**Work order:**
The answer must consist of every line in the records below that contains the string "TransportConsumer".

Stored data

[Start of Attachment]

//! Relay HTTP server
//!
//! Binds the listener and serves the router. Connection tasks are spawned by
//! axum; each live stream owns its subscription.

use std::future::{Future, IntoFuture};
use std::net::SocketAddr;

use axum::Router;
use tokio::net::TcpListener;

use crate::broker::BrokerHandle;
use crate::error::Result;
use crate::server::config::ServerConfig;
use crate::server::{router, AppState};

/// HTTP server in front of the fan-out broker
pub struct RelayServer {
    state: AppState,
}

impl RelayServer {
    /// Create a new server with the given configuration and broker
    pub fn new(config: ServerConfig, broker: BrokerHandle) -> Self {
        Self {
            state: AppState::new(broker, config),
        }
    }

    /// Router with all relay routes, for embedding or in-process testing
    pub fn router(&self) -> Router {
        router(self.state.clone())
    }

    /// Run the server
    ///
    /// This method blocks until the server fails.
    pub async fn run(&self) -> Result<()> {
        let listener = TcpListener::bind(self.bind_addr()).await?;
        self.serve(listener).await
    }

    /// Run the server until `shutdown` completes
    pub async fn run_until<F>(&self, shutdown: F) -> Result<()>
    where
        F: Future<Output = ()>,
    {
        let listener = TcpListener::bind(self.bind_addr()).await?;

        tokio::select! {
            _ = shutdown => {
                tracing::info!("Shutdown signal received");
                Ok(())
            }
            result = self.serve(listener) => result,
        }
    }

    /// Serve on an already-bound listener
    pub async fn serve(&self, listener: TcpListener) -> Result<()> {
        tracing::info!(addr = %listener.local_addr()?, "Relay server listening");

        axum::serve(listener, self.router()).into_future().await?;
        Ok(())
    }

    /// Get the bind address
    pub fn bind_addr(&self) -> SocketAddr {
        self.state.config.bind_addr
    }
}
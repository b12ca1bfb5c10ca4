//! Broker error types

/// Error type for broker operations
#[derive(Debug, Clone, PartialEq, Eq)]
pub enum BrokerError {
    /// The control loop has stopped and no longer accepts commands
    Closed,
}

impl std::fmt::Display for BrokerError {
    fn fmt(&self, f: &mut std::fmt::Formatter<'_>) -> std::fmt::Result {
        match self {
            BrokerError::Closed => write!(f, "Broker control loop is not running"),
        }
    }
}

impl std::error::Error for BrokerError {}
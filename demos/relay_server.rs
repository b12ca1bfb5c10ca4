//! Log relay demo with a synthetic access-log source
//!
//! Run with: cargo run --example relay_server [BIND_ADDR]
//!
//! Examples:
//!   cargo run --example relay_server                    # binds to 0.0.0.0:3793
//!   cargo run --example relay_server localhost          # binds to 127.0.0.1:3793
//!   cargo run --example relay_server 127.0.0.1:8080     # binds to 127.0.0.1:8080
//!
//! Then open http://localhost:3793/ or:
//!   curl -N http://localhost:3793/event
//!   curl 'http://localhost:3793/msg?msg=hello'

use std::net::SocketAddr;
use std::sync::Mutex;
use std::time::Duration;

use bytes::Bytes;
use tokio::net::TcpListener;

use relay_rs::error::SourceError;
use relay_rs::server::config::DEFAULT_PORT;
use relay_rs::source::{Cursor, LogSource, Page, StreamHandle, TailerConfig};
use relay_rs::transport::MemoryTransport;
use relay_rs::{Relay, RelayConfig, ServerConfig};

const PATHS: &[&str] = &["/", "/login", "/api/items", "/api/items/42", "/static/app.js"];
const STATUSES: &[u16] = &[200, 200, 200, 304, 404, 500];

/// Emits a few access-log lines per page, with the odd non-JSON line mixed in
struct SyntheticSource {
    pages: Mutex<u64>,
}

impl SyntheticSource {
    fn new() -> Self {
        Self {
            pages: Mutex::new(0),
        }
    }

    fn line(seq: u64) -> Bytes {
        let path = PATHS[(seq as usize) % PATHS.len()];
        let status = STATUSES[(seq as usize) % STATUSES.len()];
        let line = serde_json::json!({
            "time": format!("2024-03-01T10:{:02}:{:02}Z", (seq / 60) % 60, seq % 60),
            "remoteIP": format!("10.0.0.{}", seq % 250 + 1),
            "host": "www.example.com",
            "requestPath": path,
            "query": "",
            "method": "GET",
            "status": status,
            "userAgent": "curl/8.4.0",
            "referer": "",
            "application": "web",
            "logtype": "access",
        });
        Bytes::from(line.to_string())
    }
}

impl LogSource for SyntheticSource {
    async fn locate_stream(&self, group: &str, prefix: &str) -> Result<StreamHandle, SourceError> {
        Ok(StreamHandle::new(group, format!("{}_synthetic", prefix)))
    }

    async fn fetch_page(
        &self,
        _stream: &StreamHandle,
        cursor: &Cursor,
        limit: usize,
    ) -> Result<Page, SourceError> {
        let mut pages = self
            .pages
            .lock()
            .map_err(|_| SourceError::Unavailable("source state poisoned".into()))?;
        *pages += 1;

        // Every third fetch finds nothing new
        if *pages % 3 == 0 {
            return Ok(Page::new(Vec::new(), cursor.clone()));
        }

        let base = *pages * 10;
        let mut records: Vec<Bytes> = (base..base + 4).map(Self::line).collect();
        records.push(Bytes::from_static(b"level=warn msg=\"upstream slow\""));
        records.truncate(limit);

        Ok(Page::new(records, Cursor::new(format!("f/{}", pages))))
    }
}

fn parse_bind_addr(arg: &str) -> Result<SocketAddr, String> {
    let normalized = arg.replace("localhost", "127.0.0.1");

    if let Ok(addr) = normalized.parse::<SocketAddr>() {
        return Ok(addr);
    }

    if let Ok(ip) = normalized.parse::<std::net::IpAddr>() {
        return Ok(SocketAddr::new(ip, DEFAULT_PORT));
    }

    Err(format!(
        "Invalid bind address: '{}'. Expected format: IP:PORT or IP or 'localhost'",
        arg
    ))
}

fn print_usage() {
    eprintln!("Usage: relay_server [BIND_ADDR]");
    eprintln!();
    eprintln!("Arguments:");
    eprintln!("  BIND_ADDR  Address to listen on (default: 0.0.0.0:{})", DEFAULT_PORT);
}

#[tokio::main]
async fn main() -> Result<(), Box<dyn std::error::Error>> {
    let args: Vec<String> = std::env::args().collect();

    if args.iter().any(|a| a == "--help" || a == "-h") {
        print_usage();
        return Ok(());
    }

    let bind_addr = match args.get(1) {
        Some(addr_str) => match parse_bind_addr(addr_str) {
            Ok(addr) => addr,
            Err(e) => {
                eprintln!("Error: {}", e);
                eprintln!();
                print_usage();
                std::process::exit(1);
            }
        },
        None => SocketAddr::from(([0, 0, 0, 0], DEFAULT_PORT)),
    };

    tracing_subscriber::fmt()
        .with_env_filter(
            tracing_subscriber::EnvFilter::from_default_env()
                .add_directive("relay_rs=debug".parse()?)
                .add_directive("relay_server=debug".parse()?),
        )
        .init();

    let config = RelayConfig::default()
        .tailer(TailerConfig::default().idle_delay(Duration::from_secs(2)))
        .server(ServerConfig::with_addr(bind_addr));

    println!("Starting log relay on {}", bind_addr);
    println!("Viewer: http://{}/", bind_addr);
    println!("Stream: curl -N http://{}/event", bind_addr);
    println!();

    let transport = MemoryTransport::default();
    let listener = TcpListener::bind(bind_addr).await?;

    Relay::new(config)
        .run_until(
            listener,
            SyntheticSource::new(),
            transport.producer(),
            |topic: &str| transport.consumer(topic),
            async {
                let _ = tokio::signal::ctrl_c().await;
                println!("\nShutting down...");
            },
        )
        .await?;

    Ok(())
}
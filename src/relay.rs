//! Relay assembly
//!
//! Wires the four stages into one running process:
//!
//! ```text
//!  LogSource ─► IngestPipeline ─► TransportProducer
//!                                        │ (durable topic)
//!                                 TransportConsumer ─► EventConsumer ─► FanoutBroker ─► /event
//!                                                                            ▲
//!                                                                          /msg
//! ```
//!
//! The ingest pipeline and the HTTP server run until one of them fails or the
//! shutdown future resolves. The consumer and the broker are stopped when the
//! relay returns.

use std::future::{self, Future};

use tokio::net::TcpListener;

use crate::broker::{BrokerConfig, FanoutBroker};
use crate::error::Result;
use crate::pipeline::IngestPipeline;
use crate::server::{RelayServer, ServerConfig};
use crate::source::{Cursor, LogSource, LogTailer, TailerConfig};
use crate::transport::{
    ConsumerConfig, EventConsumer, EventPublisher, TransportConfig, TransportConsumer,
    TransportProducer,
};

/// Default log group
pub const DEFAULT_LOG_GROUP: &str = "/web/prod";

/// Default stream name prefix
pub const DEFAULT_STREAM_PREFIX: &str = "main_main";

/// Everything needed to start a relay
#[derive(Debug, Clone)]
pub struct RelayConfig {
    /// Log group to tail
    pub log_group: String,
    /// First stream in the group whose name starts with this is tailed
    pub stream_prefix: String,
    /// Resume position; `None` starts from the beginning of the stream
    pub start_cursor: Option<Cursor>,
    pub tailer: TailerConfig,
    pub transport: TransportConfig,
    pub consumer: ConsumerConfig,
    pub broker: BrokerConfig,
    pub server: ServerConfig,
}

impl Default for RelayConfig {
    fn default() -> Self {
        Self {
            log_group: DEFAULT_LOG_GROUP.to_string(),
            stream_prefix: DEFAULT_STREAM_PREFIX.to_string(),
            start_cursor: None,
            tailer: TailerConfig::default(),
            transport: TransportConfig::default(),
            consumer: ConsumerConfig::default(),
            broker: BrokerConfig::default(),
            server: ServerConfig::default(),
        }
    }
}

impl RelayConfig {
    /// Set the log group and stream prefix to tail
    pub fn stream(mut self, group: impl Into<String>, prefix: impl Into<String>) -> Self {
        self.log_group = group.into();
        self.stream_prefix = prefix.into();
        self
    }

    /// Resume tailing from a saved cursor
    pub fn start_cursor(mut self, cursor: Cursor) -> Self {
        self.start_cursor = Some(cursor);
        self
    }

    pub fn tailer(mut self, config: TailerConfig) -> Self {
        self.tailer = config;
        self
    }

    pub fn transport(mut self, config: TransportConfig) -> Self {
        self.transport = config;
        self
    }

    pub fn consumer(mut self, config: ConsumerConfig) -> Self {
        self.consumer = config;
        self
    }

    pub fn broker(mut self, config: BrokerConfig) -> Self {
        self.broker = config;
        self
    }

    pub fn server(mut self, config: ServerConfig) -> Self {
        self.server = config;
        self
    }
}

/// A configured relay, ready to run against concrete source and transport
pub struct Relay {
    config: RelayConfig,
}

impl Relay {
    pub fn new(config: RelayConfig) -> Self {
        Self { config }
    }

    pub fn config(&self) -> &RelayConfig {
        &self.config
    }

    /// Bind the configured address and run until a stage fails
    ///
    /// `consumer_for` is called once with the configured consume topic.
    pub async fn run<S, P, K, C>(self, source: S, producer: P, consumer_for: K) -> Result<()>
    where
        S: LogSource,
        P: TransportProducer,
        K: FnOnce(&str) -> C,
        C: TransportConsumer,
    {
        let listener = TcpListener::bind(self.config.server.bind_addr).await?;
        self.run_until(listener, source, producer, consumer_for, future::pending())
            .await
    }

    /// Run on `listener` until a stage fails or `shutdown` completes
    ///
    /// Returns the first fatal error from the ingest pipeline or the server,
    /// or `Ok(())` on shutdown. Locating the source stream happens first; if
    /// that fails nothing else is started. The broker is fed by the consumer
    /// `consumer_for` returns for `TransportConfig::consume_topic`.
    pub async fn run_until<S, P, K, C, F>(
        self,
        listener: TcpListener,
        source: S,
        producer: P,
        consumer_for: K,
        shutdown: F,
    ) -> Result<()>
    where
        S: LogSource,
        P: TransportProducer,
        K: FnOnce(&str) -> C,
        C: TransportConsumer,
        F: Future<Output = ()>,
    {
        let RelayConfig {
            log_group,
            stream_prefix,
            start_cursor,
            tailer,
            transport,
            consumer: consumer_config,
            broker,
            server,
        } = self.config;

        let mut tailer = LogTailer::connect(source, &log_group, &stream_prefix, tailer).await?;
        if let Some(cursor) = start_cursor {
            tailer = tailer.resume_from(cursor);
        }
        let pipeline = IngestPipeline::new(
            tailer,
            EventPublisher::new(producer, transport.publish_topic.clone()),
        );

        let (broker, broker_task) = FanoutBroker::spawn(broker);
        let consumer = consumer_for(&transport.consume_topic);
        let consumer_task =
            tokio::spawn(EventConsumer::new(consumer, consumer_config).run(broker.clone()));
        let server = RelayServer::new(server, broker);

        tracing::info!(
            group = %log_group,
            prefix = %stream_prefix,
            publish_topic = %transport.publish_topic,
            consume_topic = %transport.consume_topic,
            "Relay started"
        );

        let result = tokio::select! {
            result = pipeline.run() => result,
            result = server.serve(listener) => result,
            _ = shutdown => {
                tracing::info!("Shutdown signal received");
                Ok(())
            }
        };

        consumer_task.abort();
        broker_task.abort();

        if let Err(e) = &result {
            tracing::error!(error = %e, "Relay stopped");
        }
        result
    }
}
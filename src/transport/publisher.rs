//! Event publisher
//!
//! Serializes a [`LogEvent`] and appends it to the publish topic, keyed by the
//! event timestamp for partition affinity.

use bytes::Bytes;

use crate::error::PublishError;
use crate::source::LogEvent;

use super::{DeliveryReport, TransportProducer};

/// Publishes normalized events to the durable transport
pub struct EventPublisher<P> {
    producer: P,
    topic: String,
}

impl<P: TransportProducer> EventPublisher<P> {
    pub fn new(producer: P, topic: impl Into<String>) -> Self {
        Self {
            producer,
            topic: topic.into(),
        }
    }

    pub fn topic(&self) -> &str {
        &self.topic
    }

    /// Publish one event and wait for the transport's acknowledgement
    ///
    /// The event is consumed whether or not delivery succeeds.
    pub async fn publish(&self, event: LogEvent) -> Result<DeliveryReport, PublishError> {
        let value = event
            .to_json()
            .map_err(|e| PublishError::Encode(e.to_string()))?;
        let key = Bytes::copy_from_slice(event.partition_key());

        let report = self
            .producer
            .send(&self.topic, key, Bytes::from(value))
            .await?;

        tracing::debug!(
            topic = %report.topic,
            partition = report.partition,
            offset = report.offset,
            key = event.timestamp(),
            "Event published"
        );

        Ok(report)
    }
}
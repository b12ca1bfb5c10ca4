//! Live event stream (Server-Sent Events)
//!
//! Each `GET /event` request registers a subscriber and streams its
//! notifications until either side goes away. The [`Subscription`] lives
//! inside the response body stream: when hyper drops the body (client
//! disconnect, write error, server shutdown) the subscription's drop
//! deregisters it.

use std::convert::Infallible;
use std::sync::Arc;

use axum::extract::State;
use axum::http::{header, StatusCode};
use axum::response::sse::{Event, KeepAlive, Sse};
use axum::response::{IntoResponse, Response};
use futures::stream::{self, Stream};
use tokio::sync::OwnedSemaphorePermit;

use crate::broker::{Notification, Subscription};

use super::AppState;

/// Subscription plus the connection slot it occupies
struct LiveStream {
    subscription: Subscription,
    _slot: Option<OwnedSemaphorePermit>,
}

/// `GET /event`
pub async fn event_stream(State(state): State<AppState>) -> Response {
    let slot = match &state.slots {
        Some(slots) => match Arc::clone(slots).try_acquire_owned() {
            Ok(permit) => Some(permit),
            Err(_) => {
                tracing::warn!(
                    max = state.config.max_connections,
                    "Live stream rejected: limit reached"
                );
                return (StatusCode::SERVICE_UNAVAILABLE, "too many live streams").into_response();
            }
        },
        None => None,
    };

    let subscription = match state.broker.register().await {
        Ok(subscription) => subscription,
        Err(e) => {
            tracing::error!(error = %e, "Live stream rejected");
            return (StatusCode::SERVICE_UNAVAILABLE, e.to_string()).into_response();
        }
    };

    tracing::info!(subscriber_id = %subscription.id(), "Live stream opened");

    let live = LiveStream {
        subscription,
        _slot: slot,
    };
    let sse = Sse::new(notification_stream(live))
        .keep_alive(KeepAlive::new().interval(state.config.keep_alive_interval));

    (
        [
            (header::CACHE_CONTROL, "no-cache"),
            (header::ACCESS_CONTROL_ALLOW_ORIGIN, "*"),
        ],
        sse,
    )
        .into_response()
}

/// Adapt a subscription to an SSE event stream; ends when the broker evicts it
fn notification_stream(live: LiveStream) -> impl Stream<Item = Result<Event, Infallible>> + Send {
    stream::unfold(live, |mut live| async move {
        let notification = live.subscription.recv().await?;
        Some((Ok(to_event(&notification)), live))
    })
}

/// SSE frame for a notification
///
/// Data goes out as an unnamed event (`onmessage`); joins and leaves are
/// named events carrying the subscriber count.
pub fn to_event(notification: &Notification) -> Event {
    match notification {
        Notification::Data(payload) => {
            let text = String::from_utf8_lossy(payload);
            // SSE forbids bare CR inside data lines
            Event::default().data(text.replace('\r', ""))
        }
        Notification::Joined { subscribers } => Event::default()
            .event("joined")
            .data(subscribers.to_string()),
        Notification::Left { subscribers } => Event::default()
            .event("left")
            .data(subscribers.to_string()),
    }
}

#[cfg(test)]
mod tests {
    use std::time::Duration;

    use futures::StreamExt;

    use super::*;
    use crate::broker::{BrokerConfig, FanoutBroker};

    #[tokio::test]
    async fn test_stream_yields_notifications_in_order() {
        let (handle, _task) = FanoutBroker::spawn(BrokerConfig::default());
        let subscription = handle.register().await.unwrap();
        let mut events = Box::pin(notification_stream(LiveStream {
            subscription,
            _slot: None,
        }));

        handle.publish("first").await.unwrap();
        handle.publish("second").await.unwrap();

        // joined, first, second
        for _ in 0..3 {
            assert!(events.next().await.unwrap().is_ok());
        }
    }

    #[tokio::test]
    async fn test_dropping_stream_deregisters() {
        let (handle, _task) = FanoutBroker::spawn(BrokerConfig::default());
        let subscription = handle.register().await.unwrap();
        let events = notification_stream(LiveStream {
            subscription,
            _slot: None,
        });

        drop(events);
        let stats = handle.stats().await.unwrap();
        assert_eq!(stats.subscribers, 0);
        assert_eq!(stats.left, 1);
    }

    #[tokio::test]
    async fn test_stream_ends_after_eviction() {
        let (handle, _task) = FanoutBroker::spawn(BrokerConfig::default().subscriber_buffer(1));
        let subscription = handle.register().await.unwrap();
        let mut events = Box::pin(notification_stream(LiveStream {
            subscription,
            _slot: None,
        }));

        // Buffer holds the join; this publish overruns it
        handle.publish("overrun").await.unwrap();
        handle.stats().await.unwrap();

        assert!(events.next().await.is_some());
        let end = tokio::time::timeout(Duration::from_secs(1), events.next()).await;
        assert!(matches!(end, Ok(None)));
    }

    #[test]
    fn test_to_event_does_not_panic_on_control_chars() {
        let _ = to_event(&Notification::data("line one\r\nline two"));
        let _ = to_event(&Notification::Joined { subscribers: 3 });
        let _ = to_event(&Notification::Left { subscribers: 2 });
    }
}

[End of Attachment]

**Problem solution:**
//!                                 TransportConsumer ─► EventConsumer ─► FanoutBroker ─► /event
    ConsumerConfig, EventConsumer, EventPublisher, TransportConfig, TransportConsumer,
        C: TransportConsumer,
        C: TransportConsumer,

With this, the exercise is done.